You’ve probably heard that popular saying: “The only thing harder than being a teenager is raising one.” The teenage years are characterized as the passage from adolescence to adulthood, well, parenting teenagers is a sort of passage too – a journey from parenting a dependent child to being the parent of an independent child. These seemingly interminable years are often equally turbulent and remarkable for both parents and teens.
For teens, adolescence is marked by raging hormones, peer pressure, a rising individuality and a fight for independence, puberty, physical changes, emotional ups and downs, social acceptance, body image, sexual curiosity, self-discovery, and academic demands. These trials can feel like an uncontrollable rollercoaster and that instability can leave teens hypersensitive and moody. For parents, adolescence is marked by how much freedom to allow, how much insolence to take, how to embed values, how to navigate ever-changing moods, what punishments are effective, what issues are important, what concerns are trivial, when to step in, and when to step back.
Parenting a teenager can be challenging, taxing your patience, backbone and ingenuity. These challenges may be met with both success and failure.
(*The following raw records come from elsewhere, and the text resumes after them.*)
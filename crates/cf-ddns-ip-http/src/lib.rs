// # HTTP IP Resolver
//
// This crate discovers the host's public address by asking HTTP lookup
// services that answer with the caller's IP as plain text
// (e.g. api.ipify.org, seeip.org, ip.sb).
//
// ## Failover
//
// Services are tried in configured order within a single `resolve()` call.
// A service that times out, answers with a non-2xx status or an oversized
// body, or returns something that is not an address of the expected
// family is skipped.
// Only when every service fails does the lookup fail, with
// `Error::Network`, so the loop treats it as transient.

use cf_ddns_core::config::{RecordType, ResolverConfig};
use cf_ddns_core::traits::IpResolver;
use cf_ddns_core::{Error, Result};

use std::net::IpAddr;
use tracing::{debug, warn};

/// Largest lookup answer accepted (an IPv6 address needs at most 45 bytes)
const MAX_RESPONSE_BYTES: usize = 256;

/// Public IP resolver backed by HTTP lookup services
#[derive(Debug)]
pub struct HttpIpResolver {
    /// Service URLs, tried in order
    services: Vec<String>,

    /// Address family the answer must belong to
    record_type: RecordType,

    /// HTTP client (carries the per-request timeout)
    client: reqwest::Client,
}

impl HttpIpResolver {
    /// Create a resolver for addresses that fit `record_type`
    ///
    /// # Errors
    ///
    /// `Error::Config` if the service list is empty or the HTTP client
    /// cannot be built.
    pub fn new(config: &ResolverConfig, record_type: RecordType) -> Result<Self> {
        if config.services.is_empty() {
            return Err(Error::config("At least one IP lookup service is required"));
        }

        let client = reqwest::Client::builder()
            .timeout(config.timeout)
            .user_agent(concat!("cf-ddns/", env!("CARGO_PKG_VERSION")))
            .build()
            .map_err(|e| Error::config(format!("Failed to build HTTP client: {}", e)))?;

        Ok(Self {
            services: config.services.clone(),
            record_type,
            client,
        })
    }

    /// Query a single service
    async fn fetch_ip(&self, url: &str) -> Result<IpAddr> {
        let response = self
            .client
            .get(url)
            .send()
            .await
            .map_err(|e| Error::network(format!("Request to {} failed: {}", url, e)))?;

        let status = response.status();
        if !status.is_success() {
            return Err(Error::network(format!("{} answered HTTP {}", url, status)));
        }

        let body = read_limited(response, url).await?;

        parse_address(&body, self.record_type)
            .map_err(|reason| Error::network(format!("{}: {}", url, reason)))
    }
}

/// Read the body, giving up once it exceeds [`MAX_RESPONSE_BYTES`]
async fn read_limited(mut response: reqwest::Response, url: &str) -> Result<String> {
    let too_large = || {
        Error::network(format!(
            "{} answered with more than {} bytes",
            url, MAX_RESPONSE_BYTES
        ))
    };

    if response
        .content_length()
        .is_some_and(|len| len > MAX_RESPONSE_BYTES as u64)
    {
        return Err(too_large());
    }

    let mut body = Vec::new();
    while let Some(chunk) = response
        .chunk()
        .await
        .map_err(|e| Error::network(format!("Failed to read response from {}: {}", url, e)))?
    {
        if body.len() + chunk.len() > MAX_RESPONSE_BYTES {
            return Err(too_large());
        }
        body.extend_from_slice(&chunk);
    }

    String::from_utf8(body)
        .map_err(|_| Error::network(format!("{} answered with non-UTF-8 text", url)))
}

/// Parse a plain-text lookup answer and check its family
fn parse_address(body: &str, record_type: RecordType) -> std::result::Result<IpAddr, String> {
    let text = body.trim();
    let ip: IpAddr = text
        .parse()
        .map_err(|_| format!("not an IP address: {:?}", truncate(text, 64)))?;

    if !record_type.matches(&ip) {
        return Err(format!(
            "expected an address for a {} record, got {}",
            record_type, ip
        ));
    }

    Ok(ip)
}

fn truncate(text: &str, max_chars: usize) -> String {
    text.chars().take(max_chars).collect()
}

#[async_trait::async_trait]
impl IpResolver for HttpIpResolver {
    async fn resolve(&self) -> Result<IpAddr> {
        let mut failures = Vec::with_capacity(self.services.len());

        for url in &self.services {
            match self.fetch_ip(url).await {
                Ok(ip) => {
                    debug!("{} reported public address {}", url, ip);
                    return Ok(ip);
                }
                Err(e) => {
                    warn!("IP lookup failed, trying next service: {}", e);
                    failures.push(e.to_string());
                }
            }
        }

        Err(Error::network(format!(
            "All {} IP lookup service(s) failed: {}",
            self.services.len(),
            failures.join("; ")
        )))
    }

    fn name(&self) -> &str {
        "http"
    }
}
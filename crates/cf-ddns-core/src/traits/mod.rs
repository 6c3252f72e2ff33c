//! Core traits for the DDNS updater
//!
//! - [`IpResolver`]: Discover the current public address
//! - [`DnsRecordClient`]: Read and update DNS records via provider APIs

pub mod dns_client;
pub mod ip_resolver;

pub use dns_client::{DnsRecord, DnsRecordClient};
pub use ip_resolver::IpResolver;
// # IP Resolver Trait
//
// Defines the interface for discovering the host's current public address.
//
// ## Implementations
//
// - HTTP lookup services: `cf-ddns-ip-http` crate
//
// ## Usage
//
// ```rust,ignore
// use cf_ddns_core::IpResolver;
//
// #[tokio::main]
// async fn main() -> anyhow::Result<()> {
//     let resolver = /* IpResolver implementation */;
//
//     let ip = resolver.resolve().await?;
//     println!("public address: {}", ip);
//
//     Ok(())
// }
// ```

use async_trait::async_trait;
use std::net::IpAddr;

/// Trait for public IP resolver implementations
///
/// A resolver answers one question: what is the public address right now.
/// It is called once per cycle by the reconciliation loop.
///
/// # Responsibilities
///
/// - Perform the lookup request(s) and parse the answer
/// - Return `Error::Network` on timeouts, non-2xx responses and
///   unparseable bodies, so the loop can retry with backoff
///
/// Resolvers do not retry, sleep, or remember earlier answers; the loop
/// owns scheduling and the record state.
#[async_trait]
pub trait IpResolver: Send + Sync {
    /// Get the current public IP address
    ///
    /// # Returns
    ///
    /// - `Ok(IpAddr)`: The current public address
    /// - `Err(Error)`: If no lookup succeeded
    async fn resolve(&self) -> Result<IpAddr, crate::Error>;

    /// Short name for logging
    fn name(&self) -> &str;
}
Work toward strengths and triumphs and learn from failings and letdowns. Many consider adolescence to be the most difficult and worrisome time to be a parent. Often, establishing your new role in your teen’s life can be confusing, discomforting and hurtful. Many times parents will sense an increasing detachment between themselves and their children. These feelings, changes, and altered roles are a normal and healthy part of adolescence.
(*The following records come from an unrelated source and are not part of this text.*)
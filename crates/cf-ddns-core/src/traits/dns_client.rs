// # DNS Record Client Trait
//
// Defines the interface for reading and writing a DNS record through a
// provider API.
//
// ## Implementations
//
// - Cloudflare: `cf-ddns-cloudflare` crate
//
// ## Usage
//
// ```rust,ignore
// use cf_ddns_core::{DnsRecordClient, RecordType};
//
// #[tokio::main]
// async fn main() -> anyhow::Result<()> {
//     let client = /* DnsRecordClient implementation */;
//
//     let record = client.get_record("home.example.com", RecordType::A).await?;
//     let new_ip = std::net::IpAddr::from([203, 0, 113, 7]);
//     if record.ip() != Some(new_ip) {
//         client.update_record(&record.with_ip(new_ip)).await?;
//     }
//
//     Ok(())
// }
// ```

use crate::config::RecordType;
use async_trait::async_trait;
use std::net::IpAddr;

/// A DNS record as reported by the provider
#[derive(Debug, Clone, PartialEq, Eq)]
pub struct DnsRecord {
    /// The record ID (provider-specific)
    pub id: String,
    /// Fully qualified record name
    pub name: String,
    /// Record type
    pub record_type: RecordType,
    /// Record content, an IP address for A/AAAA records
    pub content: String,
    /// Time-to-live (1 means automatic on Cloudflare)
    pub ttl: u32,
    /// Whether traffic is proxied through the provider
    pub proxied: bool,
}

impl DnsRecord {
    /// The record content parsed as an address
    ///
    /// `None` if the content is not an IP (e.g. hand-edited to garbage).
    pub fn ip(&self) -> Option<IpAddr> {
        self.content.trim().parse().ok()
    }

    /// Copy of this record pointing at `ip`
    pub fn with_ip(&self, ip: IpAddr) -> Self {
        Self {
            content: ip.to_string(),
            ..self.clone()
        }
    }
}

/// Trait for DNS record client implementations
///
/// Clients are stateless with respect to the record: each call performs
/// the API request(s) it needs and reports the outcome. Deciding whether
/// an update is needed, retrying and backoff are owned by the
/// reconciliation loop.
///
/// # Errors
///
/// - `Error::Authentication` for invalid or under-privileged credentials
/// - `Error::NotFound` for a missing zone or record
/// - `Error::Network`, `Error::RateLimited` or a 5xx `Error::Http` for
///   transient failures
#[async_trait]
pub trait DnsRecordClient: Send + Sync {
    /// Check credentials and zone access
    ///
    /// Called once at startup so that configuration mistakes are fatal
    /// before the loop starts.
    async fn verify(&self) -> Result<(), crate::Error>;

    /// Fetch every record with this name and type
    ///
    /// # Returns
    ///
    /// - `Ok(vec![])`: No such record exists
    /// - `Ok(records)`: Normally one record; more when duplicates exist
    async fn get_records(
        &self,
        record_name: &str,
        record_type: RecordType,
    ) -> Result<Vec<DnsRecord>, crate::Error>;

    /// Fetch the current record
    ///
    /// When duplicates exist, the first one reported by the provider wins.
    ///
    /// # Returns
    ///
    /// - `Ok(DnsRecord)`: The record's current state
    /// - `Err(Error::NotFound)`: The record does not exist
    async fn get_record(
        &self,
        record_name: &str,
        record_type: RecordType,
    ) -> Result<DnsRecord, crate::Error> {
        self.get_records(record_name, record_type)
            .await?
            .into_iter()
            .next()
            .ok_or_else(|| crate::Error::record_not_found(record_name, record_type))
    }

    /// Overwrite an existing record (matched by `record.id`)
    ///
    /// # Returns
    ///
    /// The record as stored by the provider after the update
    async fn update_record(&self, record: &DnsRecord) -> Result<DnsRecord, crate::Error>;

    /// Create a new record; `record.id` is ignored
    ///
    /// # Returns
    ///
    /// The created record, carrying its provider-assigned ID
    async fn create_record(&self, record: &DnsRecord) -> Result<DnsRecord, crate::Error>;

    /// Remove a record (matched by `record.id`)
    async fn delete_record(&self, record: &DnsRecord) -> Result<(), crate::Error>;

    /// Get the provider name (for logging/debugging)
    fn provider_name(&self) -> &'static str;
}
Every teen’s adolescence is unique, wrought with one-of-a-kind struggles and achievements; however, there are universal approaches to adolescence that can help teens make the right choices, partake in positive social interactions, build self-confidence, avoid detrimental behavior and dangerous activities, act with decency and integrity, and develop healthily. To help foster healthy growth parents can establish a steady, reliable, warm, loving, and positive parent-child relationship. Parents should promote respect, honesty, firm boundaries, a genuine interest in their teen’s activities, encouragement, a stable home life, parental monitoring, and independent thoughts and beliefs.